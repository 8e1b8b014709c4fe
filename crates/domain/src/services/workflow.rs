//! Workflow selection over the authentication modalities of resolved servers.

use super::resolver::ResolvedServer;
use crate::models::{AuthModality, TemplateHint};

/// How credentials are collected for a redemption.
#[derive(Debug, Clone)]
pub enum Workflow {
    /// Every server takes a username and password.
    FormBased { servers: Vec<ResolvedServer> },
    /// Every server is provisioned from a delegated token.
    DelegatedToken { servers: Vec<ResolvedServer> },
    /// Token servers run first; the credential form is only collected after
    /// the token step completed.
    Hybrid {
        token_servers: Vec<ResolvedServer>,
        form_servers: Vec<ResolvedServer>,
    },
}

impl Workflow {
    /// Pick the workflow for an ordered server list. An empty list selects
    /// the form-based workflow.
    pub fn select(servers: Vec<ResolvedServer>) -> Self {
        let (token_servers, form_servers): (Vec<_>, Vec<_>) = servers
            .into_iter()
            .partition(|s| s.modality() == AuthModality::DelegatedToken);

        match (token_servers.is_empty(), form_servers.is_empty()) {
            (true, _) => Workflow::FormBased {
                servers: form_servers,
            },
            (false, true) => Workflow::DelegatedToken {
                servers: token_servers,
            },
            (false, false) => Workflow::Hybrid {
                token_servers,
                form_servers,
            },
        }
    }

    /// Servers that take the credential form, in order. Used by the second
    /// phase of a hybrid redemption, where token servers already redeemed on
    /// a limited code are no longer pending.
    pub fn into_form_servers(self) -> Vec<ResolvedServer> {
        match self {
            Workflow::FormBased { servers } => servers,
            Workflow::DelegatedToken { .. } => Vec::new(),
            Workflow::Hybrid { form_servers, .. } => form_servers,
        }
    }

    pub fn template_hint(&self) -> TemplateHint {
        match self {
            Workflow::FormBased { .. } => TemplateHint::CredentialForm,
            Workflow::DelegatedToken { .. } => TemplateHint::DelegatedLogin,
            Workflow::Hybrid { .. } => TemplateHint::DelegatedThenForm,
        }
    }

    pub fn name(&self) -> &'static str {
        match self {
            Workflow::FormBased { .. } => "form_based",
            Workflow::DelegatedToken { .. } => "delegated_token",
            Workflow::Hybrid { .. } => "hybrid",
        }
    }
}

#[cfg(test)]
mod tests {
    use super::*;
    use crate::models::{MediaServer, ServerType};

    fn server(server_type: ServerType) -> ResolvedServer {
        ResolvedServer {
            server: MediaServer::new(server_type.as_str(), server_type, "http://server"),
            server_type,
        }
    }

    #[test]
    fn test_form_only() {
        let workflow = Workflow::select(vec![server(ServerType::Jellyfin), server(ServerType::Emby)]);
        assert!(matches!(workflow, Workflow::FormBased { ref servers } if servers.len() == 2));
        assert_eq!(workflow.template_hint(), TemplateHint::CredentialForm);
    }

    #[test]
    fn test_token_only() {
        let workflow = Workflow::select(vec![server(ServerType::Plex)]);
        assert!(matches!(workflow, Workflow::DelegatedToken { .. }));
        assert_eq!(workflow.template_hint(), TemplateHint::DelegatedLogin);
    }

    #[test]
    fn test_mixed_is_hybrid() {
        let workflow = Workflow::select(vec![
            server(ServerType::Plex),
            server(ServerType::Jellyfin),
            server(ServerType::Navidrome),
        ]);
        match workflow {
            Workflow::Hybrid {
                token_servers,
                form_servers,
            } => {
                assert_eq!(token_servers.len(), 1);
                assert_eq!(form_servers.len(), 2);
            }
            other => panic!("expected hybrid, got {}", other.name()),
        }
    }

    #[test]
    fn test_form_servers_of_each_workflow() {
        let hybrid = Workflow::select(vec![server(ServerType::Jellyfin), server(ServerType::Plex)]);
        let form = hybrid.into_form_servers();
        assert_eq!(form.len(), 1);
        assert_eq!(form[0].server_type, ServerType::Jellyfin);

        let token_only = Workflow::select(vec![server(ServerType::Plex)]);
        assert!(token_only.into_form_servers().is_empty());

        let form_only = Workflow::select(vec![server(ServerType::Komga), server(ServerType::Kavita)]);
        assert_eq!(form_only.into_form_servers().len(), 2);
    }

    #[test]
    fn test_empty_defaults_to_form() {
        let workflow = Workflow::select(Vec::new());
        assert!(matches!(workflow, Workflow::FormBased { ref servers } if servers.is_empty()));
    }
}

------

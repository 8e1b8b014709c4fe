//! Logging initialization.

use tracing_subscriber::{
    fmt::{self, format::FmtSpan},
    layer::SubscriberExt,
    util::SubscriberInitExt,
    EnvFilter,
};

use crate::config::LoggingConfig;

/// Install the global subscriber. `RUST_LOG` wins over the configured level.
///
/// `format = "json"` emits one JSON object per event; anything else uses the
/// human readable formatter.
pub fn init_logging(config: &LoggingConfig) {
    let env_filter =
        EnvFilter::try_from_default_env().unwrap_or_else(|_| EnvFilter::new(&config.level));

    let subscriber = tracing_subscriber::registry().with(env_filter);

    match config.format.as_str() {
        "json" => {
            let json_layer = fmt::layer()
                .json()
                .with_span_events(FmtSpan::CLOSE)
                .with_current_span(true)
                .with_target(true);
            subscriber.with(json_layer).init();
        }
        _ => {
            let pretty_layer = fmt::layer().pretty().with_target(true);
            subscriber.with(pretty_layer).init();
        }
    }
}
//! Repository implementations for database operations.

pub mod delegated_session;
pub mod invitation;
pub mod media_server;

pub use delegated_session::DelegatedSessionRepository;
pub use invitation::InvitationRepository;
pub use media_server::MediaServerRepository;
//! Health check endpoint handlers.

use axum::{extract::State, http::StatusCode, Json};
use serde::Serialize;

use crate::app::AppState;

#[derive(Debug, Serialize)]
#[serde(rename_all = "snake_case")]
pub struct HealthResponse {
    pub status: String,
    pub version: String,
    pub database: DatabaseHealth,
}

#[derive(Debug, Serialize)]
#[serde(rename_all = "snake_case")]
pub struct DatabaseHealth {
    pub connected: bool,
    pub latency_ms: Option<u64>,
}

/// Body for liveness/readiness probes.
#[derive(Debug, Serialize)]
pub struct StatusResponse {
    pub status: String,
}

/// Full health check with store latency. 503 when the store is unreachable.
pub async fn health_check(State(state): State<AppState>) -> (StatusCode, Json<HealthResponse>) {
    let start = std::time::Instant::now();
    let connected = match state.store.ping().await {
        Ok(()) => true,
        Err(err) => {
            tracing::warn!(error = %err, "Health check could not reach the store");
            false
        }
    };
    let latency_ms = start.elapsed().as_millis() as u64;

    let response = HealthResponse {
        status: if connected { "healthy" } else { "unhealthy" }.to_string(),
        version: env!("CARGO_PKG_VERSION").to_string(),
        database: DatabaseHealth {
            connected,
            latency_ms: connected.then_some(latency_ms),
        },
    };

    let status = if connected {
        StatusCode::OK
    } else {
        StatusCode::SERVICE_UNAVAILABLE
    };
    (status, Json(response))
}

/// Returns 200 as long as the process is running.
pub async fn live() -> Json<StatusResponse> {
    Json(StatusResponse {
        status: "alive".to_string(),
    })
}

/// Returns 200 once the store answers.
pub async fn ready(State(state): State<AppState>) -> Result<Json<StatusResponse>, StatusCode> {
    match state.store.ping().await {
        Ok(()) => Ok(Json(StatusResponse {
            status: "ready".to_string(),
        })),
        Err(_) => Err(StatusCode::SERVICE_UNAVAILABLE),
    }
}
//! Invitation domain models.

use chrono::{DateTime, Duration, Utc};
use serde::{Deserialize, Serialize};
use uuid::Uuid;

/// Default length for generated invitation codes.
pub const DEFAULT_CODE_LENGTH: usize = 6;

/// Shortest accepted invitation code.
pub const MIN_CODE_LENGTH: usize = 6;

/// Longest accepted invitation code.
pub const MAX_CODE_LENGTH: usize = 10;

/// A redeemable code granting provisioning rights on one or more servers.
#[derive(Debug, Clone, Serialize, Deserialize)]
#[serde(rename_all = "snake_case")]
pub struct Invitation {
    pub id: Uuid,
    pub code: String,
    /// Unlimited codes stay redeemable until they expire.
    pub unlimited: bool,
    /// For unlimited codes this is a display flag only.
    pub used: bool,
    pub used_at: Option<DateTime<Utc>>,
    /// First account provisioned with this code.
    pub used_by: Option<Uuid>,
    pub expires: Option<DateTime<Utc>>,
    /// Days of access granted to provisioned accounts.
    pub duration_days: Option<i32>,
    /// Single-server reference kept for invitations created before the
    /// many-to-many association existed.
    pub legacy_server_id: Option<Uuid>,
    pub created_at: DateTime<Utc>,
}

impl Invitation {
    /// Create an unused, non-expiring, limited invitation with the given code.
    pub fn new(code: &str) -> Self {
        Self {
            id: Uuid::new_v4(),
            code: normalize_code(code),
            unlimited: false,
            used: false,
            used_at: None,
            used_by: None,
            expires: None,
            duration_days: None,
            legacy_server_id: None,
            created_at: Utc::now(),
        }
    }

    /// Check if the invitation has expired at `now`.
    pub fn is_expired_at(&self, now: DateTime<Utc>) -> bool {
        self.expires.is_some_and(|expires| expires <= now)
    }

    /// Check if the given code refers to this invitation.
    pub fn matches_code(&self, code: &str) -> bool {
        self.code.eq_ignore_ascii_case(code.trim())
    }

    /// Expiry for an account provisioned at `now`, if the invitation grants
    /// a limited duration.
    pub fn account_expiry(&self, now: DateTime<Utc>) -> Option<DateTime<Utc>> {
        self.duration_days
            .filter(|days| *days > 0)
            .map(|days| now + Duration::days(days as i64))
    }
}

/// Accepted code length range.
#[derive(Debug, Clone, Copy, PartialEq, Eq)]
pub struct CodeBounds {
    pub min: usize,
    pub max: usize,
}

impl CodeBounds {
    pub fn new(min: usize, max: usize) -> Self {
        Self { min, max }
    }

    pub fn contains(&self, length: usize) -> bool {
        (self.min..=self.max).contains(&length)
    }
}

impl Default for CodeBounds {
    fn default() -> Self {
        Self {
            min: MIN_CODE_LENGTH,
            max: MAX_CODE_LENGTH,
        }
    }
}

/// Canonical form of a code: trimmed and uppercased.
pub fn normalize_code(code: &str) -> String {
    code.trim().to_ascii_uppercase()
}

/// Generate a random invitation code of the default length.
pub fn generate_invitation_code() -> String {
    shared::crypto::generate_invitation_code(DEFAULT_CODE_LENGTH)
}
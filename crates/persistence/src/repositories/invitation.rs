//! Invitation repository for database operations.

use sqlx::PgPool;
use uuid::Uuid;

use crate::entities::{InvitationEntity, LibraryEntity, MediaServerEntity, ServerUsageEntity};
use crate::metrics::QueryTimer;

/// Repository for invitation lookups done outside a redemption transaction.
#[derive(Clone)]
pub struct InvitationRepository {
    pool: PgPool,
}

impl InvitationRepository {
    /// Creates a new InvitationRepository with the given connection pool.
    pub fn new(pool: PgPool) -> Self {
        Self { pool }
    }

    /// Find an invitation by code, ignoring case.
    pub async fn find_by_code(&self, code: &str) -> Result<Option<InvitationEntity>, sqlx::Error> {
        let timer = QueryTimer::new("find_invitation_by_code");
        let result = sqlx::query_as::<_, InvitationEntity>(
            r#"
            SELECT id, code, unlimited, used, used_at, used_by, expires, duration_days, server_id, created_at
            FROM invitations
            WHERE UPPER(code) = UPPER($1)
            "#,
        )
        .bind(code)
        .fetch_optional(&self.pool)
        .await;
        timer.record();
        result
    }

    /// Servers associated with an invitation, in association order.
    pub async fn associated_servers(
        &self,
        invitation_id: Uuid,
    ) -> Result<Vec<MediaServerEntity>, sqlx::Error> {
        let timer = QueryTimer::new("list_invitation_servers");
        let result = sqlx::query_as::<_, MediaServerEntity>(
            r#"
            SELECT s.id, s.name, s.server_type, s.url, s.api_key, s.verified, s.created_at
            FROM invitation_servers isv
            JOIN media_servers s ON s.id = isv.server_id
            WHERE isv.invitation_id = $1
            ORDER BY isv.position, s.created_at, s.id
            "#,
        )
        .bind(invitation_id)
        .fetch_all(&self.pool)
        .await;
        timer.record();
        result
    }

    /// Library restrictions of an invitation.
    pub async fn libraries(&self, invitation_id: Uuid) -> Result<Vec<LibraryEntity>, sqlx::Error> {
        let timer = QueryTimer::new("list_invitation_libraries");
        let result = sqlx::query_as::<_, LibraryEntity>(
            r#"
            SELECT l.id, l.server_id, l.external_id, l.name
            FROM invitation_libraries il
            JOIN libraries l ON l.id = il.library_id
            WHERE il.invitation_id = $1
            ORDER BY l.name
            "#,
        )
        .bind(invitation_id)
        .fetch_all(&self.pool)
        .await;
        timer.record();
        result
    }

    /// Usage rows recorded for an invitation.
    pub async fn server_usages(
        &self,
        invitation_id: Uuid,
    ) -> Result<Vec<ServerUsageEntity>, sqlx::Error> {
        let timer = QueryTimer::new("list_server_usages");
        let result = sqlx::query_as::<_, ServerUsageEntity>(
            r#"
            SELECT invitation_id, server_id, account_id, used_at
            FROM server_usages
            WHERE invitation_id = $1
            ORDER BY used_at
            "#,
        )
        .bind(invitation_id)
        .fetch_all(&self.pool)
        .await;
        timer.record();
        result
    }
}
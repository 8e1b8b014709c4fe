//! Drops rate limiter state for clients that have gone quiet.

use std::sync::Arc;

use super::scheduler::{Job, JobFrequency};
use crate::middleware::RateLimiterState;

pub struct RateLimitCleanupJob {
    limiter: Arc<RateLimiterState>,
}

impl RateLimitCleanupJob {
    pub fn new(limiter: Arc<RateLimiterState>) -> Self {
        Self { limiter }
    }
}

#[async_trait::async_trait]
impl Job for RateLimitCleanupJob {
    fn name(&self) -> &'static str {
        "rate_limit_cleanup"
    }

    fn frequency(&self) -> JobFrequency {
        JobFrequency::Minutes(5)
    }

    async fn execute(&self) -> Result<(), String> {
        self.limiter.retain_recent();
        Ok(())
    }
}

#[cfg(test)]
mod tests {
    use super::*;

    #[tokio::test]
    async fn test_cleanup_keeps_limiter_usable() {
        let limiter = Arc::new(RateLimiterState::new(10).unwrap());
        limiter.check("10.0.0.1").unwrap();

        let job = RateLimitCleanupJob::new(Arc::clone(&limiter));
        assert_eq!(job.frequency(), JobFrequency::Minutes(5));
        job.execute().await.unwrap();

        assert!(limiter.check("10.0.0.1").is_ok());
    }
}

------

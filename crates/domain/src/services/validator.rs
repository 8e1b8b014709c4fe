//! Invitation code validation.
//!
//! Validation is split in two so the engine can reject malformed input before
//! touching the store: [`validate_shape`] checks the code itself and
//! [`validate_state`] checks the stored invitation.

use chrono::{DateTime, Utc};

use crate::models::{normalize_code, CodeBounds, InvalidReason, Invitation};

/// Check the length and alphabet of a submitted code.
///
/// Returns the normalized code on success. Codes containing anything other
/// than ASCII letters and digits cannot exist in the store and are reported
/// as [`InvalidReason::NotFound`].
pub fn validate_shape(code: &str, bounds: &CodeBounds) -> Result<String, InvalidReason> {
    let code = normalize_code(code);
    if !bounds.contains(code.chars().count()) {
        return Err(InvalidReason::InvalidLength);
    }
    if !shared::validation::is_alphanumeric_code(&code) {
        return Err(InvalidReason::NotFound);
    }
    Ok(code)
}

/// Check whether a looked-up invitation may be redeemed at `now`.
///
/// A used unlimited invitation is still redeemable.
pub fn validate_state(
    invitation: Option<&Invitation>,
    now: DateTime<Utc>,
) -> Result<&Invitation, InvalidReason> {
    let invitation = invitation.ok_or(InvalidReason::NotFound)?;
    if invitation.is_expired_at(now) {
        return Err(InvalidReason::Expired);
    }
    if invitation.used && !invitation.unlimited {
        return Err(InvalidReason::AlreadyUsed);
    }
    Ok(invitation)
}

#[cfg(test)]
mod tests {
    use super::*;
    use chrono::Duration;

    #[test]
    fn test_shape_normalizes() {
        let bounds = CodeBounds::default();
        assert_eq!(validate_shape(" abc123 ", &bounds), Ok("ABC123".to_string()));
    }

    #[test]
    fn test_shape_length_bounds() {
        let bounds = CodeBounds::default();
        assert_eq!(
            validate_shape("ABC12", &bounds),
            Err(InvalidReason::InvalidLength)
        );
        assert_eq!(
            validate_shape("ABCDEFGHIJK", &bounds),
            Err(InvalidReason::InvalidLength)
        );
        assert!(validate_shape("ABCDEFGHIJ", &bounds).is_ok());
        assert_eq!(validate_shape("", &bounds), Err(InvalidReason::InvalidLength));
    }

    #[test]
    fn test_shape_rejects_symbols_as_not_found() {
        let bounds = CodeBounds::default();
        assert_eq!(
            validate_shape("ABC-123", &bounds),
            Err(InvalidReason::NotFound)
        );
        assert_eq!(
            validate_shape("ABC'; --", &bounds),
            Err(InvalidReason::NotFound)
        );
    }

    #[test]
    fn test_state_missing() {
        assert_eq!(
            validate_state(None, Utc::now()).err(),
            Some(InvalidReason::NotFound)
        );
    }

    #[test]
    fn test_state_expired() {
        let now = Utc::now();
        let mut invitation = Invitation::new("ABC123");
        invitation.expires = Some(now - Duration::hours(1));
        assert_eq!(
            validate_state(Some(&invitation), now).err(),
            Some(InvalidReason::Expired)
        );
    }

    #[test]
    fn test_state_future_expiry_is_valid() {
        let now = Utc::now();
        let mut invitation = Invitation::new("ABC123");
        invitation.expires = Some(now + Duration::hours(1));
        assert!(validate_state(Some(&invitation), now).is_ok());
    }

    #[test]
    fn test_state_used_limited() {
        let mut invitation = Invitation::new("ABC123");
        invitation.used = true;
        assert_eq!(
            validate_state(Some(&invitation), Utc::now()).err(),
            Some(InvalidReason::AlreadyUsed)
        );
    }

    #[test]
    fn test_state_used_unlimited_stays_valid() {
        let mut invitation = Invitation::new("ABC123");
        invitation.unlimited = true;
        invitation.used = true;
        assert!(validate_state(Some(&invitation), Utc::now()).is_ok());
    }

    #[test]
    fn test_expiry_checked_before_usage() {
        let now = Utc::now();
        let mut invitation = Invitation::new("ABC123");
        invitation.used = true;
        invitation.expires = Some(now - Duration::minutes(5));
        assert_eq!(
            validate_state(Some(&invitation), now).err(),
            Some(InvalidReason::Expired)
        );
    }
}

------

# [Your task]
Go through the records above line by line and say how many lines include "filename", giving only that number.

# [Your solution]
3